> [DIRECTIONS]:
Please transcribe the data that follows exactly, from its first line through the line that contains "pub mod memory;".

> [EXERCISE DATA]:
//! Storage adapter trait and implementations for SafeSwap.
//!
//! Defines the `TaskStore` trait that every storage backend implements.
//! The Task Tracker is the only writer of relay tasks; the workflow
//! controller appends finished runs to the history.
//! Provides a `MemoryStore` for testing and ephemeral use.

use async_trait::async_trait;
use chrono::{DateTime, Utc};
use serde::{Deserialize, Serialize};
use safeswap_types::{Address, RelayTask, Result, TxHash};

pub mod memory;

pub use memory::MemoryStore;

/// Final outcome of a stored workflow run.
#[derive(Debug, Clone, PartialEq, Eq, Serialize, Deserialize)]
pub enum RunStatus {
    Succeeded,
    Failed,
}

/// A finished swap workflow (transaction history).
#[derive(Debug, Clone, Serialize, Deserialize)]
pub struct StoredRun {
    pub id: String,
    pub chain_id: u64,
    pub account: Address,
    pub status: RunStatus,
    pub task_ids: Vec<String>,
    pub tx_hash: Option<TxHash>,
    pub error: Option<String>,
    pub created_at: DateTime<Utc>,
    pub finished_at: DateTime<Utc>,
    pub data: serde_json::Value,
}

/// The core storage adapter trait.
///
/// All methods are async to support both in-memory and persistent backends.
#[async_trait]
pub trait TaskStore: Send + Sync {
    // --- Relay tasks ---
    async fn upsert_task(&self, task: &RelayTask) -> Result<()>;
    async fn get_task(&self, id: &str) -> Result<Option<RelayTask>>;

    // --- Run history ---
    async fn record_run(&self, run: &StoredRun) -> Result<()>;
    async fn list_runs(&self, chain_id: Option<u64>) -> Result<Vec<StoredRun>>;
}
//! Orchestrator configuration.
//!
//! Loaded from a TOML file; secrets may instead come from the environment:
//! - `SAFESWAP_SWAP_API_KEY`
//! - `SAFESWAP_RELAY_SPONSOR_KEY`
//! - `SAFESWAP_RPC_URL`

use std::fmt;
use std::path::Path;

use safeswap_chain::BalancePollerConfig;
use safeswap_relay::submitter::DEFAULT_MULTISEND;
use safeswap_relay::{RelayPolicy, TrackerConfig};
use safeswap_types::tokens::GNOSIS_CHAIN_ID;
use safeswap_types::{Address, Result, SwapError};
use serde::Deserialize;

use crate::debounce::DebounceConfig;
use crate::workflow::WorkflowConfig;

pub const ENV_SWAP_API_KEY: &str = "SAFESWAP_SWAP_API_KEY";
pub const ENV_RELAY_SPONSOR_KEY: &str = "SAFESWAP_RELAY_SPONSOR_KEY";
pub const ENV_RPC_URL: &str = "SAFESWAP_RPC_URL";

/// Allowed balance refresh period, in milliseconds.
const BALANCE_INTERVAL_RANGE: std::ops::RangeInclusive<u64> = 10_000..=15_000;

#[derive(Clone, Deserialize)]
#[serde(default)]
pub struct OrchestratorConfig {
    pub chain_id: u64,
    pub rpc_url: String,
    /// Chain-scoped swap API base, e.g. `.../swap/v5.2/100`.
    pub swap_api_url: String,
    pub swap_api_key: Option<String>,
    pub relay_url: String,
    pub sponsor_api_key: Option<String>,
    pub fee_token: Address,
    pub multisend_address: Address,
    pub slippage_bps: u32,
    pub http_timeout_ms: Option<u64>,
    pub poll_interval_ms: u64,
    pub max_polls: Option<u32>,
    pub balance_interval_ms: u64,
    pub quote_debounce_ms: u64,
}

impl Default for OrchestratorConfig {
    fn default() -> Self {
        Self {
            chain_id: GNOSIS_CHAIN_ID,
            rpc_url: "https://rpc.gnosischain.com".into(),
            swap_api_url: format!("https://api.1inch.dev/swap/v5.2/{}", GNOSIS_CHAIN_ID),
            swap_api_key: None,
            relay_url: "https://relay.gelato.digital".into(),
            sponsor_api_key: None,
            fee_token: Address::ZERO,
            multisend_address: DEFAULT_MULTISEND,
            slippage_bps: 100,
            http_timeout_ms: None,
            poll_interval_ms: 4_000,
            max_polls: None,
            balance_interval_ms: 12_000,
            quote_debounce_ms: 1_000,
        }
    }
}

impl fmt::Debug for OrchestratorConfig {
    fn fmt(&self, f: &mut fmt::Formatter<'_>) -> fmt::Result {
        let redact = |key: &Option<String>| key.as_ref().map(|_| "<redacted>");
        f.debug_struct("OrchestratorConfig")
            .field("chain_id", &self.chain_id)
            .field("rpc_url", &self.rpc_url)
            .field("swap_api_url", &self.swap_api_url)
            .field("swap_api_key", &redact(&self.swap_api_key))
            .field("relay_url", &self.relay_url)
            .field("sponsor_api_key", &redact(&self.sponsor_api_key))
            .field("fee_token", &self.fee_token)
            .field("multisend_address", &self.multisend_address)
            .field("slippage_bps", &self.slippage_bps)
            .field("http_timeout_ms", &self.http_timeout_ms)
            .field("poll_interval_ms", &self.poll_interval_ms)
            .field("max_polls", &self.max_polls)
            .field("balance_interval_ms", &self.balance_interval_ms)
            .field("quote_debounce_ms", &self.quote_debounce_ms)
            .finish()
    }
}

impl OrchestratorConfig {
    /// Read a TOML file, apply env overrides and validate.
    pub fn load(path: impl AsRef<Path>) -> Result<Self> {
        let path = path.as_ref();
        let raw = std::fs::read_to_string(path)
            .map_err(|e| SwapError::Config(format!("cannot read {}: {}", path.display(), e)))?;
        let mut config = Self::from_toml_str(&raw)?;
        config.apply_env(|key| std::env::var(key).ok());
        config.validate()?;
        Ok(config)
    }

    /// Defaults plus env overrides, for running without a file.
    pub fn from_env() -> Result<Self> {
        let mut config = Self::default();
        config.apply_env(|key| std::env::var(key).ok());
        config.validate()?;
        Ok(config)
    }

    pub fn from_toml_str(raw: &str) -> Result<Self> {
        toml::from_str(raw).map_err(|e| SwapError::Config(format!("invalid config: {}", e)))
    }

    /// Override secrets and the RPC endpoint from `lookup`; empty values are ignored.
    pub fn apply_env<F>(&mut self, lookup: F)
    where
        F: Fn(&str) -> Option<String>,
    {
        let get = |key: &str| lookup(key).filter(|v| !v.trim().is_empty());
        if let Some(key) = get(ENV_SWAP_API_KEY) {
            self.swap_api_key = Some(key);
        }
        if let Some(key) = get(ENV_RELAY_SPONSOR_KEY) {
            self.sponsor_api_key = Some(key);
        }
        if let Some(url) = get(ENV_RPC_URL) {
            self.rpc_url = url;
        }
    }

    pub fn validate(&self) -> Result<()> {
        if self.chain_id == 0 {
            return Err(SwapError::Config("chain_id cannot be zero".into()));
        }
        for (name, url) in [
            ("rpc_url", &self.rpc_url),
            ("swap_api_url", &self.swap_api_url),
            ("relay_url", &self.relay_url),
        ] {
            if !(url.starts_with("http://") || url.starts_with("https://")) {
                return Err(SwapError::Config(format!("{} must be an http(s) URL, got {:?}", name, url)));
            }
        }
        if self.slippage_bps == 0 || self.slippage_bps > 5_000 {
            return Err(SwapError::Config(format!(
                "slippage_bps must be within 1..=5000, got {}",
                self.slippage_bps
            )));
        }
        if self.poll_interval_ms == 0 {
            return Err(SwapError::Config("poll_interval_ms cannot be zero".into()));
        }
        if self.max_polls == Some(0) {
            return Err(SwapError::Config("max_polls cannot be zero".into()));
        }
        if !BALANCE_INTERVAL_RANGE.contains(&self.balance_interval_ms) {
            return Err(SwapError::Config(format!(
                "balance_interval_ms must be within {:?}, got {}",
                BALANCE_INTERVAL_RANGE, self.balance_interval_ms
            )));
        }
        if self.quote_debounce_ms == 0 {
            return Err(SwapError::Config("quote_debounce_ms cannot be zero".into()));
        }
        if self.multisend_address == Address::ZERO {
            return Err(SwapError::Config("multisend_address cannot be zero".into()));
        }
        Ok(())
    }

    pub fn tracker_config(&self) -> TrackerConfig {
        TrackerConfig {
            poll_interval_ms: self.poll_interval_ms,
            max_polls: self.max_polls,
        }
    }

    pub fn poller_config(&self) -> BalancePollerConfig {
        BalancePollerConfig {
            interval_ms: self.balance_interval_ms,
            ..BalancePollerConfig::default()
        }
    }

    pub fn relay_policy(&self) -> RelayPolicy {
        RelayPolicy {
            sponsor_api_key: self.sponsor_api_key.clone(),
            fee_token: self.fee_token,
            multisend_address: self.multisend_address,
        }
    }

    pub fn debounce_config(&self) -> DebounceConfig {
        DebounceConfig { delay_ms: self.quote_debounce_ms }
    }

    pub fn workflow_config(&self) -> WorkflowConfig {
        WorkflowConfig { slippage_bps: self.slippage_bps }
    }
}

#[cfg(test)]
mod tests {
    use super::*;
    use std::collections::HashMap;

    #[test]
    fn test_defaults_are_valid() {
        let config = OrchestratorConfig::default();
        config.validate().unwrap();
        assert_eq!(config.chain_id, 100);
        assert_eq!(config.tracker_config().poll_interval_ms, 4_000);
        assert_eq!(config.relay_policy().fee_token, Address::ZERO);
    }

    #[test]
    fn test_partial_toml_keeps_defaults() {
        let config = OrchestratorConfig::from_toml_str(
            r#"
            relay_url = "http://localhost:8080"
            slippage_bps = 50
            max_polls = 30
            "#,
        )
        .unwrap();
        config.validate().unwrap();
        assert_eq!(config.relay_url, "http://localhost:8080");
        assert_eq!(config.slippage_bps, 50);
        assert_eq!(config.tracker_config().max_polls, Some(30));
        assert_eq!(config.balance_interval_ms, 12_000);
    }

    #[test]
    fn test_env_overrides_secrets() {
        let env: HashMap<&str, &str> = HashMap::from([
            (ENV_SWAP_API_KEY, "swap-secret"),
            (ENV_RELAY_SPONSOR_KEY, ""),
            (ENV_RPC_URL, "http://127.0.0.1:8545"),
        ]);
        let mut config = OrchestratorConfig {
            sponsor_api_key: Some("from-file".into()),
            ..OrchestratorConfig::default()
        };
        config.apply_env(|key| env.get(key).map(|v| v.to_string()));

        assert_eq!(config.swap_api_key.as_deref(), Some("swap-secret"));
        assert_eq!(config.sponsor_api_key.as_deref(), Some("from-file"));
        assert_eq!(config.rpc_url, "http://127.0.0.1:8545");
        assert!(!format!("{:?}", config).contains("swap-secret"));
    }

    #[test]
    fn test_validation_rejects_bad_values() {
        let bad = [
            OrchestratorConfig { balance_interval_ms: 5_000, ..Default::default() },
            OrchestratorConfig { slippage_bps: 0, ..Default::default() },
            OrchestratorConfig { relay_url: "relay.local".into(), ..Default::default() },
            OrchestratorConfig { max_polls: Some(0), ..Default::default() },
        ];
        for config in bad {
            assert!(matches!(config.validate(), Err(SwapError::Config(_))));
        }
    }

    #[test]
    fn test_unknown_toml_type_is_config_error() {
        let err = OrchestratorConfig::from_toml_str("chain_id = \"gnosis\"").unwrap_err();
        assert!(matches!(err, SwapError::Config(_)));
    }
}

> [RESULT FOR THIS EXERCISE]:
//! Storage adapter trait and implementations for SafeSwap.
//!
//! Defines the `TaskStore` trait that every storage backend implements.
//! The Task Tracker is the only writer of relay tasks; the workflow
//! controller appends finished runs to the history.
//! Provides a `MemoryStore` for testing and ephemeral use.

use async_trait::async_trait;
use chrono::{DateTime, Utc};
use serde::{Deserialize, Serialize};
use safeswap_types::{Address, RelayTask, Result, TxHash};

pub mod memory;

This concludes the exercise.